Heart FM () is a 2008 Sri Lankan Sinhala family drama film directed by Senesh Dissanaike Bandara and produced by Soma Edirisinghe for EAP Films. It stars Gayan Wickramathillaka, Kanchana Mendis and Sachini Ayendra in lead roles along with Aruna Liyan and Mahendra Perera. Music co-composed by Centigradz and Nawarathne Gamage. EAP Group also celebrated 50th anniversary of E.A.P. films with the production of this film. It is the 1099th Sri Lankan film in the Sinhala cinema.

Plot

The story unravels that it is a person's qualities, not their looks that count. It is centered on three main characters, Shakya (Sachini Ayendra), a daughter of a politician, her sister Mandakini a.k.a Mandy (Kanchana Mendis) and Rajiv, a young DJ working at a radio station (Gayan Wickramatileke). Shakya encounters Rajiv via 'Home Delivery' a song request programme.
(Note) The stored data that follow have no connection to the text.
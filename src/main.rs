mod analytics;
mod api;
mod catalog;
mod config;
mod db;
mod error;
mod types;

use std::sync::Arc;

use sqlx::sqlite::{SqliteConnectOptions, SqlitePoolOptions};
use tracing::{error, info, warn};
use tracing_subscriber::EnvFilter;

use crate::api::routes::{router, ApiState};
use crate::catalog::Catalog;
use crate::config::Config;
use crate::db::SampleStore;
use crate::error::Result;

#[tokio::main]
async fn main() {
    let cfg = match Config::from_env() {
        Ok(c) => c,
        Err(e) => {
            eprintln!("Config error: {e}");
            std::process::exit(1);
        }
    };

    tracing_subscriber::fmt()
        .with_env_filter(EnvFilter::new(&cfg.log_level))
        .init();

    if let Err(e) = run(cfg).await {
        error!("Fatal error: {e}");
        std::process::exit(1);
    }
}

async fn run(cfg: Config) -> Result<()> {
    // --- Database setup ---
    let opts = SqliteConnectOptions::new()
        .filename(&cfg.db_path)
        .create_if_missing(true);
    let pool = SqlitePoolOptions::new().connect_with(opts).await?;
    sqlx::migrate!("./migrations").run(&pool).await?;
    info!("Database ready at {}", cfg.db_path);

    // --- Reference catalog ---
    // A missing catalog degrades gracefully: sample-only endpoints stay
    // fully functional, taxonomy filters and craft rankings go empty.
    let catalog = match Catalog::from_path(&cfg.catalog_path) {
        Ok(c) => {
            info!(
                "Catalog loaded from {}: {} items, {} recipes",
                cfg.catalog_path,
                c.item_count(),
                c.recipes().len(),
            );
            c
        }
        Err(e) => {
            warn!(
                "Catalog unavailable at {} ({e}) — display names, taxonomy filters and craft rankings degrade",
                cfg.catalog_path,
            );
            Catalog::empty()
        }
    };

    // --- HTTP API server ---
    let api_state = ApiState {
        store: SampleStore::new(pool),
        catalog: Arc::new(catalog),
    };
    let app = router(api_state);
    let bind_addr = format!("0.0.0.0:{}", cfg.api_port);
    let listener = tokio::net::TcpListener::bind(&bind_addr).await?;
    info!("HTTP API listening on {bind_addr}");

    axum::serve(listener, app).await?;

    Ok(())
}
Rajiv is touched by Shakya's tale of woe, a tale she relates by taking on a new identity - that of her sister's. Rajiv peruses the real Mandakini believing she is the one who continues to phone him. Finally the big day arrives with Rajiv encountering Mandakini. Day breaks with a close relationship forming between the duo.

Then the story takes two unexpected turns. Mandakini has a sickly daughter, Rachel (Dinuli Mallawarachchi), from a previous romantic encounter abroad. The father of the child (Aruna Lian) arrives in Sri Lanka for the custody of his daughter.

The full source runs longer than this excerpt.